Zheng Bin
Imaging Research Center, Department of Radiology, University of Pittsburgh, 3362 Fifth Avenue, Room 128, Pittsburgh, PA 15213, USA.
Algorithms. 2009 Jun 1;2(2):828-849. doi: 10.3390/a2020828.
As the rapid advance of digital imaging technologies, the content-based image retrieval (CBIR) has became one of the most vivid research areas in computer vision. In the last several years, developing computer-aided detection and/or diagnosis (CAD) schemes that use CBIR to search for the clinically relevant and visually similar medical images (or regions) depicting suspicious lesions has also been attracting research interest. CBIR-based CAD schemes have potential to provide radiologists with "visual aid" and increase their confidence in accepting CAD-cued results in the decision making. The CAD performance and reliability depends on a number of factors including the optimization of lesion segmentation, feature selection, reference database size, computational efficiency, and relationship between the clinical relevance and visual similarity of the CAD results. By presenting and comparing a number of approaches commonly used in previous studies, this article identifies and discusses the optimal approaches in developing CBIR-based CAD schemes and assessing their performance. Although preliminary studies have suggested that using CBIR-based CAD schemes might improve radiologists' performance and/or increase their confidence in the decision making, this technology is still in the early development stage. Much research work is needed before the CBIR-based CAD schemes can be accepted in the clinical practice.

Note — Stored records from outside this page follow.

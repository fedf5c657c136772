use std::path::{Path, PathBuf};
use std::sync::Arc;
use std::time::Duration;

use anyhow::{bail, Context, Result};
use futures_util::{SinkExt, StreamExt};
use machinist_api::build_app;
use machinist_api::serve::{serve_tcp, serve_unix};
use machinist_driver::SystemdHostDriver;
use machinist_providers::ProviderRegistry;
use machinist_reconciler::Reconciler;
use machinist_store::SpecStore;
use serde_json::{json, Value};
use tokio::io::{AsyncReadExt, AsyncWriteExt};
use tokio::net::UnixStream;
use tokio_tungstenite::tungstenite::Message;
use tokio_util::sync::CancellationToken;
use tracing::{error, info, warn};

use crate::output;

/// Where the client sends commands (§6): either the local control socket or
/// an `http(s)://` base URL for the optional TCP listener.
#[derive(Debug, Clone)]
pub enum Target {
    Unix(PathBuf),
    Http(String),
}

/// Resolves `--server`/`MACHINIST_SERVER` into a [`Target`], defaulting to
/// the agent's default control socket when unset.
pub fn resolve_target(server: Option<String>) -> Target {
    match server {
        Some(s) if s.starts_with("unix://") => Target::Unix(PathBuf::from(s.trim_start_matches("unix://"))),
        Some(s) if s.starts_with("http://") || s.starts_with("https://") => Target::Http(s.trim_end_matches('/').to_string()),
        Some(s) => Target::Unix(PathBuf::from(s)),
        None => Target::Unix(PathBuf::from("./state/machinist-agent.sock")),
    }
}

/// Boots the agent in this process: loads config, wires the reconciler and
/// control server, and runs the periodic reconciliation and config-watch
/// loops until a shutdown signal arrives.
pub async fn agent_run(config_path: PathBuf) -> Result<()> {
    let config = machinist_config::load_agent_config(&config_path)
        .with_context(|| format!("failed to load {}", config_path.display()))?;
    info!(
        state_dir = %config.state_dir.display(),
        desired_state_dir = %config.desired_state_dir.display(),
        log_level = %config.log_level,
        "agent starting"
    );

    tokio::fs::create_dir_all(&config.state_dir)
        .await
        .with_context(|| format!("failed to create state dir {}", config.state_dir.display()))?;

    let store = Arc::new(SpecStore::new(config.desired_state_dir.clone()));
    store
        .load()
        .await
        .with_context(|| format!("failed to load desired state from {}", config.desired_state_dir.display()))?;

    let driver = Arc::new(SystemdHostDriver::connect().await);
    let registry = Arc::new(ProviderRegistry::build(driver, &config.host_paths, &config.proxy));
    let reconciler = Arc::new(Reconciler::new(store.clone(), registry));

    let app = build_app(store.clone(), reconciler.clone());
    let shutdown = CancellationToken::new();

    let socket_path = if config.socket_path.is_absolute() {
        config.socket_path.clone()
    } else {
        config.state_dir.join(&config.socket_path)
    };

    let mut server_tasks = Vec::new();
    {
        let app = app.clone();
        let shutdown = shutdown.clone();
        let socket_path = socket_path.clone();
        server_tasks.push(tokio::spawn(async move {
            if let Err(e) = serve_unix(&socket_path, app, shutdown).await {
                error!(error = %e, "control socket server exited with error");
            }
        }));
    }
    if let Some(bind) = config.tcp_bind.clone() {
        let app = app.clone();
        let shutdown = shutdown.clone();
        server_tasks.push(tokio::spawn(async move {
            if let Err(e) = serve_tcp(&bind, app, shutdown).await {
                error!(error = %e, "tcp control server exited with error");
            }
        }));
    }

    let reconcile_task = {
        let reconciler = reconciler.clone();
        let shutdown = shutdown.clone();
        let interval = Duration::from_secs(config.reconciliation_interval_secs);
        tokio::spawn(async move { periodic_reconcile_loop(reconciler, interval, shutdown).await })
    };

    let watch_task = {
        let store = store.clone();
        let reconciler = reconciler.clone();
        let shutdown = shutdown.clone();
        tokio::spawn(async move { config_watch_loop(store, reconciler, shutdown).await })
    };

    wait_for_shutdown_signal().await;
    info!("shutdown requested, stopping agent");
    shutdown.cancel();

    let _ = reconcile_task.await;
    let _ = watch_task.await;
    for task in server_tasks {
        let _ = task.await;
    }

    Ok(())
}

/// Reconciles on a fixed cadence, waiting `min(interval, shutdown)` each
/// cycle the way the original agent's scheduler loop does.
async fn periodic_reconcile_loop(reconciler: Arc<Reconciler>, interval: Duration, shutdown: CancellationToken) {
    loop {
        if let Err(e) = reconciler.reconcile().await {
            warn!(error = %e, "reconciliation cycle failed");
        }
        tokio::select! {
            _ = tokio::time::sleep(interval) => {}
            _ = shutdown.cancelled() => break,
        }
    }
}

/// Polls the desired-state directory's change digest instead of a
/// filesystem-notify crate, reloading and scheduling an out-of-cycle
/// reconcile whenever it moves.
async fn config_watch_loop(store: Arc<SpecStore>, reconciler: Arc<Reconciler>, shutdown: CancellationToken) {
    const POLL_INTERVAL: Duration = Duration::from_secs(5);
    let mut last = store.change_token().ok();
    loop {
        tokio::select! {
            _ = tokio::time::sleep(POLL_INTERVAL) => {}
            _ = shutdown.cancelled() => break,
        }
        let current = match store.change_token() {
            Ok(token) => token,
            Err(e) => {
                warn!(error = %e, "failed to compute desired-state change token");
                continue;
            }
        };
        if last.as_deref() != Some(current.as_str()) {
            info!("desired-state directory changed, reloading");
            match store.load().await {
                Ok(()) => {
                    last = Some(current);
                    let reconciler = reconciler.clone();
                    tokio::spawn(async move {
                        if let Err(e) = reconciler.reconcile().await {
                            warn!(error = %e, "out-of-cycle reconciliation failed");
                        }
                    });
                }
                Err(e) => warn!(error = %e, "failed to reload desired state, keeping prior generation"),
            }
        }
    }
}

#[cfg(unix)]
async fn wait_for_shutdown_signal() {
    use tokio::signal::unix::{signal, SignalKind};
    let mut term = signal(SignalKind::terminate()).expect("install SIGTERM handler");
    tokio::select! {
        _ = tokio::signal::ctrl_c() => {}
        _ = term.recv() => {}
    }
}

#[cfg(not(unix))]
async fn wait_for_shutdown_signal() {
    let _ = tokio::signal::ctrl_c().await;
}

/// Sends `{"command": command, "args": args}` to `/command` and returns the
/// parsed `{success, data?, error?}` envelope.
async fn dispatch_command(target: &Target, command: &str, args: Value) -> Result<Value> {
    let body = json!({ "command": command, "args": args });
    match target {
        Target::Unix(path) => unix_post_command(path, &body).await,
        Target::Http(base) => http_post_command(base, &body).await,
    }
}

async fn unix_post_command(path: &Path, body: &Value) -> Result<Value> {
    let mut stream = UnixStream::connect(path)
        .await
        .with_context(|| format!("failed to connect to {}", path.display()))?;
    let payload = body.to_string();
    let request = format!(
        "POST /command HTTP/1.1\r\nHost: localhost\r\nContent-Type: application/json\r\nContent-Length: {}\r\nConnection: close\r\n\r\n{}",
        payload.len(),
        payload
    );
    stream.write_all(request.as_bytes()).await?;
    stream.flush().await?;

    let mut raw = Vec::new();
    stream.read_to_end(&mut raw).await?;
    let text = String::from_utf8_lossy(&raw);
    let body_start = text
        .find("\r\n\r\n")
        .map(|i| i + 4)
        .ok_or_else(|| anyhow::anyhow!("malformed HTTP response from control socket"))?;
    serde_json::from_str(&text[body_start..]).context("failed to parse control socket response")
}

async fn http_post_command(base: &str, body: &Value) -> Result<Value> {
    let client = reqwest::Client::new();
    let resp = client
        .post(format!("{base}/command"))
        .json(body)
        .send()
        .await
        .with_context(|| format!("request to {base} failed"))?;
    resp.json().await.context("failed to parse control server response")
}

fn unwrap_envelope(envelope: Value) -> Result<Value> {
    if envelope.get("success").and_then(Value::as_bool) == Some(true) {
        Ok(envelope.get("data").cloned().unwrap_or(Value::Null))
    } else {
        let message = envelope
            .get("error")
            .and_then(Value::as_str)
            .unwrap_or("command failed")
            .to_string();
        bail!(message)
    }
}

pub async fn status(target: &Target) -> Result<()> {
    let envelope = dispatch_command(target, "status", json!({})).await?;
    output::print_status(&unwrap_envelope(envelope)?);
    Ok(())
}

pub async fn reload(target: &Target) -> Result<()> {
    let envelope = dispatch_command(target, "reload", json!({})).await?;
    unwrap_envelope(envelope)?;
    println!("desired state reloaded");
    Ok(())
}

pub async fn validate(target: &Target) -> Result<()> {
    let envelope = dispatch_command(target, "validate", json!({})).await?;
    output::print_validate(&unwrap_envelope(envelope)?);
    Ok(())
}

pub async fn list(target: &Target) -> Result<()> {
    let envelope = dispatch_command(target, "list", json!({})).await?;
    output::print_list(&unwrap_envelope(envelope)?);
    Ok(())
}

pub async fn list_typed(target: &Target, kind: &str) -> Result<()> {
    let envelope = dispatch_command(target, "list", json!({ "type": kind })).await?;
    output::print_list(&unwrap_envelope(envelope)?);
    Ok(())
}

pub async fn spawn(target: &Target, name: Option<String>, all: bool) -> Result<()> {
    if !all && name.is_none() {
        bail!("either a container name or --all is required");
    }
    let args = if all {
        json!({ "all": true })
    } else {
        json!({ "name": name })
    };
    let envelope = dispatch_command(target, "spawn", args).await?;
    let data = unwrap_envelope(envelope)?;
    output::print_spawn(&data);
    Ok(())
}

pub async fn lifecycle(target: &Target, verb: &str, name: &str) -> Result<()> {
    let envelope = dispatch_command(target, verb, json!({ "name": name })).await?;
    unwrap_envelope(envelope)?;
    println!("{name}: {verb} ok");
    Ok(())
}

pub async fn remove(target: &Target, name: &str, force: bool) -> Result<()> {
    if !force {
        eprint!("remove container '{name}'? [y/N] ");
        use std::io::Write as _;
        std::io::stderr().flush().ok();
        let mut answer = String::new();
        std::io::stdin().read_line(&mut answer)?;
        if !matches!(answer.trim().to_lowercase().as_str(), "y" | "yes") {
            println!("aborted");
            return Ok(());
        }
    }
    let envelope = dispatch_command(target, "remove", json!({ "name": name })).await?;
    unwrap_envelope(envelope)?;
    println!("{name}: removed");
    Ok(())
}

pub async fn image_pull(target: &Target, name: &str) -> Result<()> {
    let envelope = dispatch_command(target, "image_pull", json!({ "name": name })).await?;
    unwrap_envelope(envelope)?;
    println!("{name}: pulled");
    Ok(())
}

/// Opens the interactive default shell inside a container over the
/// `/stream/shell` websocket.
pub async fn shell(target: &Target, name: &str) -> Result<()> {
    let url = stream_url(target, "shell", name, None)?;
    run_interactive_session(target, &url).await
}

/// Runs a command inside a container over the `/stream/exec` websocket
/// (§6: the CLI's `exec` opens the streaming endpoint, not the REST
/// non-interactive `exec` command that other control-plane clients use).
pub async fn exec(target: &Target, name: &str, argv: Vec<String>) -> Result<()> {
    let command = serde_json::to_string(&argv)?;
    let url = stream_url(target, "exec", name, Some(&command))?;
    run_interactive_session(target, &url).await
}

fn stream_url(target: &Target, kind: &str, name: &str, command: Option<&str>) -> Result<String> {
    let base = match target {
        Target::Unix(_) => "ws://localhost".to_string(),
        Target::Http(base) => {
            if let Some(rest) = base.strip_prefix("https://") {
                format!("wss://{rest}")
            } else if let Some(rest) = base.strip_prefix("http://") {
                format!("ws://{rest}")
            } else {
                bail!("unsupported server URL: {base}");
            }
        }
    };
    let mut url = format!("{base}/stream/{kind}?name={}", urlencode(name));
    if let Some(command) = command {
        url.push_str("&command=");
        url.push_str(&urlencode(command));
    }
    Ok(url)
}

fn urlencode(value: &str) -> String {
    let mut out = String::new();
    for byte in value.bytes() {
        match byte {
            b'A'..=b'Z' | b'a'..=b'z' | b'0'..=b'9' | b'-' | b'_' | b'.' | b'~' => out.push(byte as char),
            _ => out.push_str(&format!("%{byte:02X}")),
        }
    }
    out
}
use std::io::{Read, Write};
use std::time::Duration;

use axum::extract::connect_info::ConnectInfo;
use axum::extract::ws::{Message, WebSocket};
use axum::extract::{Query, State, WebSocketUpgrade};
use axum::http::StatusCode;
use axum::response::{IntoResponse, Response};
use futures_util::{SinkExt, StreamExt};
use portable_pty::{native_pty_system, CommandBuilder, PtySize};
use serde::Deserialize;
use tokio::sync::mpsc;
use tokio_util::sync::CancellationToken;
use tracing::{debug, warn};

use crate::auth::PeerUid;
use crate::state::AppState;

#[derive(Debug, Deserialize)]
pub struct ExecParams {
    pub name: String,
    pub command: String,
}

#[derive(Debug, Deserialize)]
pub struct ShellParams {
    pub name: String,
}

#[derive(Debug, Deserialize)]
#[serde(tag = "type", rename_all = "snake_case")]
enum ControlMessage {
    Resize { cols: u16, rows: u16 },
}

/// `GET /stream/exec?name=X&command=<json-array>` (§4.9). Opens a pty,
/// spawns the given argv inside the container's shell, and streams it
/// bidirectionally over the socket.
pub async fn stream_exec(
    State(_state): State<AppState>,
    ConnectInfo(peer): ConnectInfo<PeerUid>,
    Query(params): Query<ExecParams>,
    ws: WebSocketUpgrade,
) -> Response {
    // stream_exec is unconditionally privileged (§4.9).
    if !peer.is_root() {
        return (StatusCode::FORBIDDEN, "root privileges required").into_response();
    }
    let argv: Vec<String> = match serde_json::from_str(&params.command) {
        Ok(argv) => argv,
        Err(e) => {
            return (StatusCode::BAD_REQUEST, format!("invalid command array: {e}")).into_response()
        }
    };
    ws.on_upgrade(move |socket| run_pty_session(socket, params.name, Some(argv)))
}

/// `GET /stream/shell?name=X` (§4.9). Same session machinery as
/// [`stream_exec`] but drops into the container's interactive default shell.
pub async fn stream_shell(
    State(_state): State<AppState>,
    ConnectInfo(peer): ConnectInfo<PeerUid>,
    Query(params): Query<ShellParams>,
    ws: WebSocketUpgrade,
) -> Response {
    // stream_shell is unconditionally privileged (§4.9).
    if !peer.is_root() {
        return (StatusCode::FORBIDDEN, "root privileges required").into_response();
    }
    ws.on_upgrade(move |socket| run_pty_session(socket, params.name, None))
}

/// One pty session per connection: no broadcast fan-out, no history buffer,
/// no named session registry — the narrower single-client contract of §4.9
/// rather than a multi-viewer terminal service.
async fn run_pty_session(socket: WebSocket, container_name: String, argv: Option<Vec<String>>) {
    let pty_system = native_pty_system();
    let pair = match pty_system.openpty(PtySize::default()) {
        Ok(pair) => pair,
        Err(e) => {
            warn!(container = %container_name, error = %e, "failed to allocate pty");
            return;
        }
    };

    let mut cmd = CommandBuilder::new("machinectl");
    cmd.arg("shell");
    cmd.arg(&container_name);
    if let Some(argv) = argv {
        let joined = argv
            .iter()
            .map(|a| shell_escape::escape(std::borrow::Cow::from(a.as_str())).into_owned())
            .collect::<Vec<_>>()
            .join(" ");
        cmd.arg("/bin/bash");
        cmd.arg("-c");
        cmd.arg(joined);
    }

    let mut child = match pair.slave.spawn_command(cmd) {
        Ok(child) => child,
        Err(e) => {
            warn!(container = %container_name, error = %e, "failed to spawn shell into container");
            return;
        }
    };
    // Drop our copy of the slave fd so EOF on the master side tracks the
    // child's own lifetime rather than this process holding it open too.
    drop(pair.slave);

    let mut reader = match pair.master.try_clone_reader() {
        Ok(r) => r,
        Err(e) => {
            warn!(error = %e, "failed to clone pty reader");
            let _ = child.kill();
            return;
        }
    };
    let mut writer = match pair.master.take_writer() {
        Ok(w) => w,
        Err(e) => {
            warn!(error = %e, "failed to take pty writer");
            let _ = child.kill();
            return;
        }
    };
    let master = pair.master;

    let cancel = CancellationToken::new();
    let (out_tx, mut out_rx) = mpsc::channel::<Vec<u8>>(256);

    let read_cancel = cancel.clone();
    tokio::task::spawn_blocking(move || {
        let mut buf = [0u8; 8192];
        loop {
            match reader.read(&mut buf) {
                Ok(0) => break,
                Ok(n) => {
                    if out_tx.blocking_send(buf[..n].to_vec()).is_err() {
                        break;
                    }
                }
                Err(e) => {
                    debug!(error = %e, "pty read error");
                    break;
                }
            }
        }
        read_cancel.cancel();
    });

    let wait_cancel = cancel.clone();
    let wait_handle = tokio::task::spawn_blocking(move || {
        loop {
            if wait_cancel.is_cancelled() {
                let _ = child.kill();
                let _ = child.wait();
                break;
            }
            match child.try_wait() {
                Ok(None) => std::thread::sleep(Duration::from_millis(200)),
                Ok(Some(_)) => break,
                Err(_) => break,
            }
        }
        wait_cancel.cancel();
    });

    let (in_tx, mut in_rx) = mpsc::channel::<Vec<u8>>(256);
    tokio::task::spawn_blocking(move || {
        while let Some(bytes) = in_rx.blocking_recv() {
            if writer.write_all(&bytes).is_err() {
                break;
            }
        }
    });

    let (mut ws_tx, mut ws_rx) = socket.split();

    let output_cancel = cancel.clone();
    let output_task = tokio::spawn(async move {
        while let Some(bytes) = out_rx.recv().await {
            if ws_tx.send(Message::Binary(bytes.into())).await.is_err() {
                break;
            }
        }
        output_cancel.cancel();
    });

    let input_cancel = cancel.clone();
    let input_task = tokio::spawn(async move {
        while let Some(msg) = ws_rx.next().await {
            let Ok(msg) = msg else { break };
            match msg {
                Message::Binary(bytes) => {
                    if in_tx.send(bytes.to_vec()).await.is_err() {
                        break;
                    }
                }
                Message::Text(text) => match serde_json::from_str::<ControlMessage>(&text) {
                    Ok(ControlMessage::Resize { cols, rows }) => {
                        if let Err(e) = master.resize(PtySize { cols, rows, pixel_width: 0, pixel_height: 0 }) {
                            debug!(error = %e, "pty resize failed");
                        }
                    }
                    Err(e) => debug!(error = %e, "ignoring malformed control message"),
                },
                Message::Close(_) => break,
                _ => {}
            }
        }
        input_cancel.cancel();
    });

    cancel.cancelled().await;
    output_task.abort();
    input_task.abort();
    let _ = wait_handle.await;
}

随着数字成像技术的迅速发展,基于内容的图像检索(CBIR)已成为计算机视觉中最活跃的研究领域之一。在过去几年中,开发利用CBIR来搜索描绘可疑病变的临床相关且视觉相似的医学图像(或区域)的计算机辅助检测和/或诊断(CAD)方案也一直吸引着研究兴趣。基于CBIR的CAD方案有潜力为放射科医生提供“视觉辅助”,并在决策过程中增强他们接受CAD提示结果的信心。CAD的性能和可靠性取决于许多因素,包括病变分割的优化、特征选择、参考数据库大小、计算效率以及CAD结果的临床相关性和视觉相似性之间的关系。通过展示和比较先前研究中常用的一些方法,本文识别并讨论了开发基于CBIR的CAD方案及其性能评估的最佳方法。尽管初步研究表明,使用基于CBIR的CAD方案可能会提高放射科医生的表现和/或增强他们在决策中的信心,但这项技术仍处于早期发展阶段。在基于CBIR的CAD方案能够被临床实践接受之前,还需要进行大量的研究工作。